Tausche Hirn gegen Geld

Letzten Montag verschlug es mich zu einem Bewerbungsgespräch nach Berlin, ich hatte ein Termin bei „Newi-Code e.V.“ und könnte dort Pharmareferent werden. Ja, ein lügender, menschenfeindlicher Lobbyist – jo, so spielt das Leben.
Nach 45 Minuten monotoner Wartezeit, in welcher ich die Deckenbeleuchtung und das Teppichmuster inspizierte, trat er herein, der Newi-Guru in Weiß, die goldarmbanduhrgewordene Lichtgestalt der Parawissenschaften, der Herr S. Er begann alsbald mir sonderliche Dinge zu erzählen, über die Erfolge der langjährigen Forschung (seit 2006), die Erfolgs- und Zufriedenheitsquote (82,3 %), die Ganzheitlichkeit der Beratung (weniger ans Geld denken, mehr an die Menschen) und letztlich auch über einen sensationellen Nebeneffekt des Newi-Codes: durch die Bildung von Millionen von neuen Hirnzellen und neuronalen Verknüpfungen würde das Kommunikationsproblem zwischen Immunsystem und Limbischen System gelöst – dies könne sogar die Krebsforschung revolutionieren, denn nun könne das Immunsystem den falschen Zellen am falschen Ort ja mitteilen, dass sie aufhören sollen zu existieren.
Eine halbe Stunde lang redeten wir ganz nett, ich versuchte an Infos zu kommen, an Fakten, an Namen, denn genau dies ist sonst nirgends zu bekommen, nicht auf der Homepage, nicht in Foren oder sonst wo im WWW. Ich hatte keinen Erfolg.
Als er kurz den Raum verließ, um ein paar interessante Papiere zu besorgen, dachte ich insgeheim bei mir: „Na, was kommt jetzt?
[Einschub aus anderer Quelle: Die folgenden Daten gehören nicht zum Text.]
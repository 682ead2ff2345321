use crate::args::{split_line, unquote};
use crate::config::{Encoding, Property};
use crate::console::color;
use crate::session::Session;
use crate::APP_NAME;
use std::io;

fn render_help() -> String {
    let encodings: Vec<_> = Encoding::ACCEPTED.iter().map(|e| e.as_str()).collect();
    [
        " Settings commands:".to_string(),
        String::new(),
        " (s)et <property> <value>      Change and save a property".to_string(),
        " (g)et <property>              Show a property".to_string(),
        " (h)elp                        Show this menu".to_string(),
        " (b)ack                        Return to the main prompt".to_string(),
        String::new(),
        " Properties:".to_string(),
        format!(" encoding                      {}", encodings.join(", ")),
        " splash                        true, false".to_string(),
        " colors                        true, false".to_string(),
        String::new(),
    ]
    .join("\n")
}

/// Set one property and report it. Shared by the settings prompt and `--set`.
pub fn apply_set(session: &mut Session<'_>, property: Option<&str>, value: Option<&str>) -> bool {
    let (Some(property), Some(value)) = (property, value) else {
        session.console.warn("No value was entered !");
        return false;
    };
    let value = unquote(value);
    let result = property
        .parse::<Property>()
        .and_then(|p| session.config.set(p, value).map(|()| p));
    match result {
        Ok(property) => {
            if property == Property::Colors {
                let enabled = session.config.colors();
                session.console.set_colors(enabled);
            }
            log::info!("{} set to {value}", property.key());
            session.console.info(format!("{value} is applied"));
            true
        }
        Err(e) => {
            session.console.warn(e.to_string());
            session.console.warn(format!("{value} is not applied"));
            false
        }
    }
}

/// Print one property. Shared by the settings prompt and `--get`.
pub fn show_get(session: &mut Session<'_>, property: Option<&str>) -> bool {
    let Some(property) = property else {
        session.console.warn("No property was entered !");
        return false;
    };
    match property.parse::<Property>() {
        Ok(p) => {
            let value = session.config.get(p);
            session.console.line(format!(" {value}"));
            true
        }
        Err(e) => {
            session.console.warn(e.to_string());
            false
        }
    }
}

/// Settings prompt; returns on `back` or closed input.
pub fn run(session: &mut Session<'_>) -> io::Result<()> {
    loop {
        let prompt = format!(
            "({})[{}]> ",
            session.console.paint(color::GREEN, APP_NAME),
            session.console.paint(color::PURPLE, "settings")
        );
        let Some(line) = session.console.prompt(&prompt)? else {
            return Ok(());
        };
        let args = split_line(&line);
        let Some(first) = args.first() else {
            continue;
        };
        let property = args.get(1).map(String::as_str);
        match first.as_str() {
            "set" | "s" => {
                apply_set(session, property, args.get(2).map(String::as_str));
            }
            "get" | "g" => {
                show_get(session, property);
            }
            "help" | "h" => session.console.line(render_help()),
            "back" | "b" => return Ok(()),
            _ => session.console.warn("Unknown command !"),
        }
    }
}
Es handelt sich doch um ein Schneeballsystem? Um reine Kundenanwerbung?“ Doch weit gefehlt: Herr S. legte mir einen Gesellschaftervertrag auf den Tisch, mein jährliches Einkommen würde 120.000 € betragen – wow! Doch nicht so schnell: ja, Newi-Code will seine Forschungs-/Gesundheitsabteilung ausgliedern, in eine eigene Gesellschaft, würde 10 % Anteil behalten, der Rest käme von privaten Sponsoren, das Grundkapital der neuen Gesellschaft würde 400 € (vierhundert!) betragen und ich wäre für alles unbeschränkt verantwortlich. „Unbeschränkt“ – kein Wort von „e.V.“ oder „GmbH“, kein Stellvertreter, keine Mitarbeiter, nichts! Die Gesellschaft würde da gegründet werden, wo ich will, man würde mich in ein kostenloses Newi-Code-Seminar setzen und fertig. Ich mache ein bisschen PR, werbe Kunden an, und dafür gibt’s 10 Riesen im Monat, einfach so, weil ich ja Politologe bin.
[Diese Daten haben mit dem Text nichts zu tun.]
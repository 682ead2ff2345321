//! Translation projects: a CSV sheet (`key,<lang>,<lang>...`) turned into one
//! JSON dictionary per language.

use crate::args::unquote;
use crate::error::{ToolError, ToolInitError};
use crate::session::Session;
use crate::tool::{require, ArgSpec, Descriptor, Handler, Invocation, ToolImpl};
use crate::workspace::{list_dirs, sanitize_name, Workspace};
use anyhow::{bail, Context, Result};
use chrono::{DateTime, Utc};
use fs_err as fs;
use indicatif::{ProgressBar, ProgressStyle};
use serde::{Deserialize, Serialize};
use serde_json::{Map, Value};
use std::path::{Path, PathBuf};
use std::time::Duration;

const MANIFEST: &str = "project.json";
const SOURCE: &str = "source.csv";

#[derive(Debug, Clone, Serialize, Deserialize, PartialEq)]
pub struct Project {
    pub name: String,
    pub created: DateTime<Utc>,
    #[serde(default)]
    pub source: Option<String>,
}

impl Project {
    fn load(dir: &Path) -> Result<Self> {
        let path = dir.join(MANIFEST);
        let data = fs::read_to_string(&path)?;
        serde_json::from_str(&data).with_context(|| format!("parsing {}", path.display()))
    }

    fn save(&self, dir: &Path) -> Result<()> {
        let json = serde_json::to_string_pretty(self)?;
        fs::write(dir.join(MANIFEST), json)?;
        Ok(())
    }
}

/// Split CSV text into records. Quoted fields may hold commas, newlines and
/// doubled quotes.
pub fn parse_csv(text: &str) -> Result<Vec<Vec<String>>> {
    let text = text.strip_prefix('\u{feff}').unwrap_or(text);
    let mut records = Vec::new();
    let mut record = Vec::new();
    let mut field = String::new();
    let mut in_quotes = false;
    let mut chars = text.chars().peekable();

    while let Some(c) = chars.next() {
        if in_quotes {
            match c {
                '"' if chars.peek() == Some(&'"') => {
                    field.push('"');
                    chars.next();
                }
                '"' => in_quotes = false,
                _ => field.push(c),
            }
            continue;
        }
        match c {
            '"' if field.is_empty() => in_quotes = true,
            ',' => record.push(std::mem::take(&mut field)),
            '\r' if chars.peek() == Some(&'\n') => {}
            '\n' => {
                record.push(std::mem::take(&mut field));
                records.push(std::mem::take(&mut record));
            }
            _ => field.push(c),
        }
    }
    if in_quotes {
        bail!("unterminated quoted field in csv");
    }
    if !field.is_empty() || !record.is_empty() {
        record.push(field);
        records.push(record);
    }
    records.retain(|r| !(r.len() == 1 && r[0].trim().is_empty()));
    Ok(records)
}

/// One `(language, dictionary)` per column after the key column, keys in
/// sheet order.
pub fn build_translations(records: &[Vec<String>]) -> Result<Vec<(String, Map<String, Value>)>> {
    let Some((header, rows)) = records.split_first() else {
        bail!("the csv sheet is empty");
    };
    if header.len() < 2 {
        bail!("the csv header needs a key column followed by at least one language");
    }
    let mut out: Vec<(String, Map<String, Value>)> = header[1..]
        .iter()
        .map(|lang| (lang.trim().to_string(), Map::new()))
        .collect();
    for row in rows {
        let Some(key) = row.first().map(|k| k.trim()).filter(|k| !k.is_empty()) else {
            continue;
        };
        for (col, (_, dict)) in out.iter_mut().enumerate() {
            let value = row.get(col + 1).cloned().unwrap_or_default();
            dict.insert(key.to_string(), Value::String(value));
        }
    }
    Ok(out)
}

fn is_remote(source: &str) -> bool {
    source.starts_with("http://") || source.starts_with("https://")
}

pub struct Translator {
    descriptor: Descriptor<Translator>,
    dir: PathBuf,
}

impl Translator {
    pub const NAME: &'static str = "Translator";

    pub fn new(workspace: &Workspace) -> Result<Self, ToolInitError> {
        let descriptor = Descriptor::new(
            Self::NAME,
            "0.2",
            Invocation::new("translator", "tr", "(tr)anslator"),
            vec![
                ArgSpec::new("-c", "--create", "<project>", "Create a translation project"),
                ArgSpec::new("-d", "--delete", "<project>", "Delete a translation project"),
                ArgSpec::new("-l", "--list", "", "List translation projects"),
                ArgSpec::detailed(
                    "-i",
                    "--import",
                    "<project> <csv>",
                    "Import the csv sheet of a project",
                    &["<csv> is a local path or an http(s) url", "header: key,<lang>,<lang>..."],
                ),
                ArgSpec::new("-g", "--generate", "<project>", "Generate one json file per language"),
            ],
            vec![
                Translator::create as Handler<Translator>,
                Translator::delete as Handler<Translator>,
                Translator::list as Handler<Translator>,
                Translator::import as Handler<Translator>,
                Translator::generate as Handler<Translator>,
            ],
        )?;
        Ok(Self {
            descriptor,
            dir: workspace.tool_dir(Self::NAME),
        })
    }

    fn project_dir(&self, raw: &str) -> PathBuf {
        self.dir.join(sanitize_name(unquote(raw)))
    }

    fn existing(&self, raw: &str) -> Result<PathBuf, ToolError> {
        let dir = self.project_dir(raw);
        if dir.join(MANIFEST).is_file() {
            Ok(dir)
        } else {
            Err(ToolError::NotFound {
                what: "project",
                name: unquote(raw).to_string(),
                location: self.dir.clone(),
            })
        }
    }

    fn create(&self, session: &mut Session<'_>, args: &[String]) -> Result<()> {
        let args = require(args, 1, "-c <project>")?;
        let dir = self.project_dir(&args[0]);
        if dir.exists() {
            session.console.warn(format!("Project \"{}\" already exist", unquote(&args[0])));
            return Ok(());
        }
        fs::create_dir_all(&dir)?;
        let project = Project {
            name: unquote(&args[0]).to_string(),
            created: Utc::now(),
            source: None,
        };
        project.save(&dir)?;
        session
            .console
            .info(format!("Project \"{}\" created at {}", project.name, dir.display()));
        Ok(())
    }

    fn delete(&self, session: &mut Session<'_>, args: &[String]) -> Result<()> {
        let args = require(args, 1, "-d <project>")?;
        let dir = self.existing(&args[0])?;
        if session.console.confirm(&format!("Confirm the deletion of {} ?", unquote(&args[0]))) {
            fs::remove_dir_all(&dir)?;
            session.console.info(format!("Project \"{}\" deleted", unquote(&args[0])));
        }
        Ok(())
    }

    fn list(&self, session: &mut Session<'_>, _args: &[String]) -> Result<()> {
        let mut projects = Vec::new();
        for name in list_dirs(&self.dir)? {
            match Project::load(&self.dir.join(&name)) {
                Ok(p) => projects.push(p),
                Err(e) => log::warn!("skipping {name}: {e:#}"),
            }
        }
        if projects.is_empty() {
            session.console.info("No translation project yet");
            return Ok(());
        }
        session
            .console
            .line(format!("   *  {:<20}{:<22}Source", "Name", "Created"));
        for (i, p) in projects.iter().enumerate() {
            session.console.line(format!(
                "  {:>2}. {:<20}{:<22}{}",
                i + 1,
                p.name,
                p.created.format("%Y-%m-%d %H:%M:%S").to_string(),
                p.source.as_deref().unwrap_or("-")
            ));
        }
        Ok(())
    }

    fn import(&self, session: &mut Session<'_>, args: &[String]) -> Result<()> {
        let args = require(args, 2, "-i <project> <csv>")?;
        let dir = self.existing(&args[0])?;
        let source = unquote(&args[1]);
        let target = dir.join(SOURCE);
        if is_remote(source) {
            let body = download(source)?;
            fs::write(&target, body)?;
        } else {
            fs::copy(source, &target)?;
        }
        let mut project = Project::load(&dir)?;
        project.source = Some(source.to_string());
        project.save(&dir)?;
        session
            .console
            .info(format!("Sheet imported into \"{}\"", project.name));
        Ok(())
    }

    fn generate(&self, session: &mut Session<'_>, args: &[String]) -> Result<()> {
        let args = require(args, 1, "-g <project>")?;
        let dir = self.existing(&args[0])?;
        let sheet = dir.join(SOURCE);
        if !sheet.is_file() {
            session.console.tips("Import a sheet first with -i <project> <csv>");
            bail!("project \"{}\" has no sheet", unquote(&args[0]));
        }
        let records = parse_csv(&fs::read_to_string(&sheet)?)?;
        let encoding = session.config.encoding();
        for (lang, dict) in build_translations(&records)? {
            let file = dir.join(format!("{}.json", sanitize_name(&lang)));
            let json = serde_json::to_string_pretty(&Value::Object(dict))?;
            let bytes = encoding
                .encode(&json)
                .with_context(|| format!("encoding {lang} translations"))?;
            fs::write(&file, bytes)?;
            session.console.info(format!("{} written ({encoding})", file.display()));
        }
        Ok(())
    }
}

fn download(url: &str) -> Result<String> {
    let pb = ProgressBar::new_spinner();
    pb.set_style(ProgressStyle::with_template(" {spinner} {msg}")?);
    pb.set_message(format!("Downloading {url}"));
    pb.enable_steady_tick(Duration::from_millis(120));
    let result = reqwest::blocking::Client::new()
        .get(url)
        .send()
        .and_then(|r| r.error_for_status())
        .and_then(|r| r.text())
        .with_context(|| format!("downloading {url}"));
    match &result {
        Ok(_) => pb.finish_and_clear(),
        Err(_) => pb.abandon_with_message(format!("Download of {url} failed")),
    }
    result
}

impl ToolImpl for Translator {
    fn descriptor(&self) -> &Descriptor<Self> {
        &self.descriptor
    }

    fn workspace(&self) -> Option<&Path> {
        Some(&self.dir)
    }
}

#[cfg(test)]
mod tests {
    use super::*;
    use crate::config::Property;
    use crate::testing::Harness;
    use crate::tool::Outcome;

    #[test]
    fn csv_handles_quotes_commas_and_crlf() {
        let records = parse_csv("key,en,fr\r\ngreet,\"Hello, you\",\"Salut \"\"toi\"\"\"\r\nbye,Bye,\"Au\nrevoir\"\r\n").unwrap();
        assert_eq!(
            records,
            vec![
                vec!["key", "en", "fr"],
                vec!["greet", "Hello, you", "Salut \"toi\""],
                vec!["bye", "Bye", "Au\nrevoir"],
            ]
        );
    }

    #[test]
    fn csv_without_trailing_newline_and_blank_lines() {
        let records = parse_csv("\u{feff}key,en\n\nok,Ok").unwrap();
        assert_eq!(records, vec![vec!["key", "en"], vec!["ok", "Ok"]]);
    }

    #[test]
    fn csv_unterminated_quote_fails() {
        assert!(parse_csv("key,en\nx,\"open").is_err());
    }

    #[test]
    fn translations_keep_sheet_order_and_fill_gaps() {
        let records = parse_csv("key,en,fr\nzeta,Z,ZZ\nalpha,A\n,skipped,x\n").unwrap();
        let out = build_translations(&records).unwrap();
        assert_eq!(out.len(), 2);
        let (lang, en) = &out[0];
        assert_eq!(lang, "en");
        assert_eq!(en.keys().collect::<Vec<_>>(), vec!["zeta", "alpha"]);
        let (_, fr) = &out[1];
        assert_eq!(fr["alpha"], Value::String(String::new()));
    }

    #[test]
    fn header_needs_a_language() {
        let records = parse_csv("key\nx\n").unwrap();
        assert!(build_translations(&records).is_err());
        assert!(build_translations(&[]).is_err());
    }

    #[test]
    fn project_lifecycle() {
        let mut h = Harness::new();
        let sheet = h.dir.path().join("sheet.csv");
        std::fs::write(&sheet, "key,en,fr\nhello,Hello,Bonjour\n").unwrap();
        let tr = Translator::new(&h.workspace()).unwrap();

        let (outcome, _) = h.dispatch(&tr, &["tr", "-c", "\"My App\""], "");
        assert_eq!(outcome, Outcome::Handled);
        let project = h.dir.path().join("Translator").join("My-App");
        assert!(project.join(MANIFEST).is_file());

        let (outcome, out) = h.dispatch(&tr, &["tr", "-i", "My App", sheet.to_str().unwrap()], "");
        assert_eq!(outcome, Outcome::Handled, "{out}");

        let (outcome, out) = h.dispatch(&tr, &["tr", "-g", "My App"], "");
        assert_eq!(outcome, Outcome::Handled, "{out}");
        let fr: Value = serde_json::from_str(&std::fs::read_to_string(project.join("fr.json")).unwrap()).unwrap();
        assert_eq!(fr["hello"], "Bonjour");

        let (_, listing) = h.dispatch(&tr, &["tr", "-l"], "");
        assert!(listing.contains("My App"));
        assert!(listing.contains("sheet.csv"));

        h.dispatch(&tr, &["tr", "-d", "My App"], "yes\n");
        assert!(!project.exists());
    }

    #[test]
    fn generate_uses_configured_encoding() {
        let mut h = Harness::new();
        h.config.set(Property::Encoding, "utf-16").unwrap();
        let tr = Translator::new(&h.workspace()).unwrap();
        h.dispatch(&tr, &["tr", "-c", "app"], "");
        let project = h.dir.path().join("Translator").join("app");
        std::fs::write(project.join(SOURCE), "key,en\nk,v\n").unwrap();
        let (outcome, out) = h.dispatch(&tr, &["tr", "-g", "app"], "");
        assert_eq!(outcome, Outcome::Handled, "{out}");
        let bytes = std::fs::read(project.join("en.json")).unwrap();
        assert_eq!(&bytes[..2], &[0xFF, 0xFE]);
    }

    #[test]
    fn generate_without_sheet_fails() {
        let mut h = Harness::new();
        let tr = Translator::new(&h.workspace()).unwrap();
        h.dispatch(&tr, &["tr", "-c", "empty"], "");
        let (outcome, out) = h.dispatch(&tr, &["tr", "-g", "empty"], "");
        assert_eq!(outcome, Outcome::Failed);
        assert!(out.contains("Import a sheet first"));
    }

    #[test]
    fn unknown_project_is_reported() {
        let mut h = Harness::new();
        let tr = Translator::new(&h.workspace()).unwrap();
        let (outcome, out) = h.dispatch(&tr, &["tr", "-g", "ghost"], "");
        assert_eq!(outcome, Outcome::Failed);
        assert!(out.contains("project \"ghost\" doesn't exist"));
    }
}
Gehirnwäsche ick hör Dir trappsen?
Möglich, aber interessanter ist sicher die wirtschaftliche Seite: ich werde zum Gesellschafter einer neuen Gesellschaft, Newi-Code lagert Schulden in diese aus, ich bin verantwortlich, unbeschränkt haftbar und darf daher blechen, wenn was schief geht. Der Staat schaut in die Röhre, die Gläubiger auch und über mir rauscht das Damoklesschwert der Insolvenz in Windeseile herunter.
Es fielen nicht ein einziges mal Worte wie „Pharmareferent“, „Verkauf“, „Apotheke“ oder „Provision“, nö, ich wäre nur ein Schuldenbüßer und das war’s.
Machen Sie sich mal den Spaß, lieber Leser, und googlen oder bingen Sie nach dem Newi-Code und was sich dahinter verbirgt – sie werden nichts finden.

Irgendwie war ich dann auch nicht enttäuscht, als ich 4 Tage später eine Mail bekam, in der mir der Guru mitteilte, dass ich leider nicht den Job bekäme. Schade aber auch, ich wollte schon immer mal 120.000 € bekommen, Gerichtssäle von der Anklagebank her sehen und bis an mein Lebensende Schulden begleichen, die ich nicht verursacht habe. Ja, das Leben ist wirklich ungerecht.